(Items from a dataset)

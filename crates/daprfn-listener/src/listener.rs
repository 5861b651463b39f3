//! Listener lifecycle: one embedded HTTP server shared by every trigger.
//!
//! Triggers register before the first start. The server starts on the
//! first [`DaprServiceListener::ensure_started`] and stops when the last
//! listener is deregistered. Start and stop transitions are serialized
//! through a single async mutex; the [`ServerState`] word is only written
//! by compare-and-swap inside those transitions.

use std::collections::BTreeMap;
use std::net::SocketAddr;
use std::sync::atomic::{AtomicU8, AtomicU64, Ordering};
use std::sync::{Arc, Mutex, MutexGuard, PoisonError};
use std::time::Duration;

use http::Method;
use tokio::net::TcpListener;
use tokio::sync::watch;
use tokio::task::JoinHandle;
use tracing::{debug, error, info, warn};

use daprfn_client::DaprClient;
use daprfn_core::{DaprConfig, TopicSubscription};

use crate::error::{ListenerError, ListenerResult};
use crate::route::{ListenerId, Route};
use crate::server::{Shared, build_router};
use crate::sidecar_check;
use crate::trigger::TriggerKind;

/// How long a stop waits for in-flight requests before aborting the server.
const SHUTDOWN_GRACE: Duration = Duration::from_secs(10);

/// State of the embedded server.
#[derive(Debug, Clone, Copy, PartialEq, Eq)]
#[repr(u8)]
pub enum ServerState {
    Stopped = 0,
    Starting = 1,
    Running = 2,
    Stopping = 3,
}

impl ServerState {
    fn from_u8(value: u8) -> Self {
        match value {
            1 => ServerState::Starting,
            2 => ServerState::Running,
            3 => ServerState::Stopping,
            _ => ServerState::Stopped,
        }
    }

    pub fn as_str(self) -> &'static str {
        match self {
            ServerState::Stopped => "stopped",
            ServerState::Starting => "starting",
            ServerState::Running => "running",
            ServerState::Stopping => "stopping",
        }
    }
}

impl std::fmt::Display for ServerState {
    fn fmt(&self, f: &mut std::fmt::Formatter<'_>) -> std::fmt::Result {
        f.write_str(self.as_str())
    }
}

/// The routes one trigger contributes, plus its topic subscription.
#[derive(Debug, Clone)]
pub struct RegisteredListener {
    kind: TriggerKind,
    function: String,
    routes: Vec<Route>,
    subscription: Option<TopicSubscription>,
}

impl RegisteredListener {
    pub fn new(kind: TriggerKind, function: impl Into<String>) -> Self {
        Self {
            kind,
            function: function.into(),
            routes: Vec::new(),
            subscription: None,
        }
    }

    pub fn with_route(mut self, route: Route) -> Self {
        self.routes.push(route);
        self
    }

    pub fn with_subscription(mut self, subscription: TopicSubscription) -> Self {
        self.subscription = Some(subscription);
        self
    }

    pub fn kind(&self) -> TriggerKind {
        self.kind
    }

    pub fn function(&self) -> &str {
        &self.function
    }

    pub fn routes(&self) -> &[Route] {
        &self.routes
    }

    pub fn subscription(&self) -> Option<&TopicSubscription> {
        self.subscription.as_ref()
    }
}

struct RunningServer {
    addr: SocketAddr,
    shutdown: watch::Sender<bool>,
    task: JoinHandle<std::io::Result<()>>,
}

struct Inner {
    config: DaprConfig,
    shared: Arc<Shared>,
    listeners: Mutex<BTreeMap<ListenerId, RegisteredListener>>,
    state: AtomicU8,
    lifecycle: tokio::sync::Mutex<Option<RunningServer>>,
    next_id: AtomicU64,
    sidecar: Option<DaprClient>,
}

impl Drop for Inner {
    fn drop(&mut self) {
        if let Some(server) = self.lifecycle.get_mut().take() {
            let _ = server.shutdown.send(true);
        }
    }
}

/// Owns the callback listener and the routes of all triggers.
///
/// Cheap to clone; clones share one server.
#[derive(Clone)]
pub struct DaprServiceListener {
    inner: Arc<Inner>,
}

impl DaprServiceListener {
    /// Listener without a sidecar client; the post-start configuration
    /// check is skipped.
    pub fn new(config: DaprConfig) -> Self {
        Self::build(config, None)
    }

    /// Listener that checks the sidecar configuration after each start
    /// (unless disabled in `config`).
    pub fn new_with_sidecar(config: DaprConfig, client: DaprClient) -> Self {
        Self::build(config, Some(client))
    }

    fn build(config: DaprConfig, sidecar: Option<DaprClient>) -> Self {
        Self {
            inner: Arc::new(Inner {
                config,
                shared: Arc::new(Shared::default()),
                listeners: Mutex::new(BTreeMap::new()),
                state: AtomicU8::new(ServerState::Stopped as u8),
                lifecycle: tokio::sync::Mutex::new(None),
                next_id: AtomicU64::new(1),
                sidecar,
            }),
        }
    }

    pub fn config(&self) -> &DaprConfig {
        &self.inner.config
    }

    pub fn state(&self) -> ServerState {
        ServerState::from_u8(self.inner.state.load(Ordering::Acquire))
    }

    pub fn is_running(&self) -> bool {
        self.state() == ServerState::Running
    }

    /// Address the server is bound to, while running.
    pub async fn local_addr(&self) -> Option<SocketAddr> {
        self.inner.lifecycle.lock().await.as_ref().map(|s| s.addr)
    }

    pub fn listener_count(&self) -> usize {
        self.listeners().len()
    }

    /// Installed routes as (method, path), sorted by path.
    pub fn routes(&self) -> Vec<(Method, String)> {
        self.inner
            .shared
            .routes
            .read()
            .unwrap_or_else(PoisonError::into_inner)
            .routes()
    }

    /// Topic subscriptions as served on the discovery path.
    pub fn subscriptions(&self) -> Vec<TopicSubscription> {
        self.inner.shared.topics.list()
    }

    // ── Registration ───────────────────────────────────────────────

    /// Register a listener's routes.
    ///
    /// Fails once the server is starting or running, and on any route
    /// that collides with an installed one. On failure nothing is
    /// installed.
    pub fn add_listener(&self, listener: RegisteredListener) -> ListenerResult<ListenerId> {
        let mut listeners = self.listeners();

        let state = self.state();
        if matches!(state, ServerState::Starting | ServerState::Running) {
            return Err(ListenerError::LateRegistration);
        }

        let id = ListenerId(self.inner.next_id.fetch_add(1, Ordering::Relaxed));
        self.inner
            .shared
            .routes
            .write()
            .unwrap_or_else(PoisonError::into_inner)
            .insert(id, &listener.routes)?;

        if let Some(subscription) = &listener.subscription {
            self.inner.shared.topics.register(subscription.clone());
        }

        debug!(
            %id,
            function = %listener.function,
            trigger = %listener.kind,
            routes = listener.routes.len(),
            "added listener"
        );
        listeners.insert(id, listener);
        Ok(id)
    }

    // ── Lifecycle ──────────────────────────────────────────────────

    /// Start the server if it is not running.
    ///
    /// Concurrent callers wait for the first to finish; only one server is
    /// ever bound. With no registered listeners this is a no-op.
    pub async fn ensure_started(&self) -> ListenerResult<()> {
        let mut lifecycle = self.inner.lifecycle.lock().await;
        if lifecycle.is_some() {
            return Ok(());
        }

        let route_count = {
            let listeners = self.listeners();
            if listeners.is_empty() {
                debug!("no listeners registered, not starting server");
                return Ok(());
            }
            self.transition(ServerState::Stopped, ServerState::Starting)?;
            listeners.values().map(|l| l.routes.len()).sum::<usize>()
        };

        let addr = self.inner.config.app_addr();
        let tcp = match TcpListener::bind(addr).await {
            Ok(tcp) => tcp,
            Err(source) => {
                self.inner.state.store(ServerState::Stopped as u8, Ordering::Release);
                error!(%addr, error = %source, "failed to bind Dapr callback listener");
                return Err(ListenerError::Bind { addr, source });
            }
        };
        let local_addr = match tcp.local_addr() {
            Ok(local) => local,
            Err(source) => {
                self.inner.state.store(ServerState::Stopped as u8, Ordering::Release);
                return Err(ListenerError::Bind { addr, source });
            }
        };

        let router = build_router(self.inner.shared.clone());
        let (shutdown, mut signal) = watch::channel(false);
        let task = tokio::spawn(async move {
            axum::serve(tcp, router)
                .with_graceful_shutdown(async move {
                    let _ = signal.wait_for(|stop| *stop).await;
                })
                .await
        });

        *lifecycle = Some(RunningServer {
            addr: local_addr,
            shutdown,
            task,
        });
        self.transition(ServerState::Starting, ServerState::Running)?;
        info!(addr = %local_addr, routes = route_count, "Dapr callback listener started");

        if let Some(client) = &self.inner.sidecar {
            if self.inner.config.sidecar_metadata_check {
                let client = client.clone();
                tokio::spawn(async move {
                    sidecar_check::check_sidecar_config(&client, local_addr).await;
                });
            }
        }

        Ok(())
    }

    /// Remove a listener and its routes. Stops the server when the last
    /// listener goes away. Unknown ids are ignored.
    pub async fn deregister(&self, id: ListenerId) -> ListenerResult<()> {
        let mut lifecycle = self.inner.lifecycle.lock().await;

        let remaining = {
            let mut listeners = self.listeners();
            let Some(listener) = listeners.remove(&id) else {
                debug!(%id, "listener already deregistered");
                return Ok(());
            };

            self.inner
                .shared
                .routes
                .write()
                .unwrap_or_else(PoisonError::into_inner)
                .remove_listener(id);

            if let Some(subscription) = &listener.subscription {
                let shared_by_other = listeners
                    .values()
                    .any(|l| l.subscription.as_ref() == Some(subscription));
                if !shared_by_other {
                    self.inner.shared.topics.remove(subscription);
                }
            }

            debug!(%id, function = %listener.function, "removed listener");
            listeners.len()
        };

        if remaining > 0 {
            return Ok(());
        }
        let Some(server) = lifecycle.take() else {
            return Ok(());
        };

        self.transition(ServerState::Running, ServerState::Stopping)?;
        info!(addr = %server.addr, "stopping Dapr callback listener");
        let _ = server.shutdown.send(true);

        let abort = server.task.abort_handle();
        match tokio::time::timeout(SHUTDOWN_GRACE, server.task).await {
            Ok(Ok(Ok(()))) => {}
            Ok(Ok(Err(e))) => warn!(error = %e, "Dapr callback listener exited with error"),
            Ok(Err(e)) => warn!(error = %e, "Dapr callback listener task failed"),
            Err(_) => {
                warn!(grace = ?SHUTDOWN_GRACE, "in-flight requests did not finish, aborting server");
                abort.abort();
            }
        }

        self.transition(ServerState::Stopping, ServerState::Stopped)?;
        info!(addr = %server.addr, "Dapr callback listener stopped");
        Ok(())
    }

    fn transition(&self, from: ServerState, to: ServerState) -> ListenerResult<()> {
        self.inner
            .state
            .compare_exchange(from as u8, to as u8, Ordering::AcqRel, Ordering::Acquire)
            .map(|_| ())
            .map_err(|found| ListenerError::StateConflict {
                expected: from.as_str(),
                found: ServerState::from_u8(found).as_str(),
            })
    }

    fn listeners(&self) -> MutexGuard<'_, BTreeMap<ListenerId, RegisteredListener>> {
        self.inner
            .listeners
            .lock()
            .unwrap_or_else(PoisonError::into_inner)
    }
}

impl std::fmt::Debug for DaprServiceListener {
    fn fmt(&self, f: &mut std::fmt::Formatter<'_>) -> std::fmt::Result {
        f.debug_struct("DaprServiceListener")
            .field("app_addr", &self.inner.config.app_addr())
            .field("state", &self.state())
            .field("listeners", &self.listener_count())
            .finish_non_exhaustive()
    }
}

— Try it —
Out of the records, collect only those lines that contain the string "task".

— Exercise result —
use tokio::task::JoinHandle;
    task: JoinHandle<std::io::Result<()>>,
        let task = tokio::spawn(async move {
            task,
        let abort = server.task.abort_handle();
        match tokio::time::timeout(SHUTDOWN_GRACE, server.task).await {
            Ok(Err(e)) => warn!(error = %e, "Dapr callback listener task failed"),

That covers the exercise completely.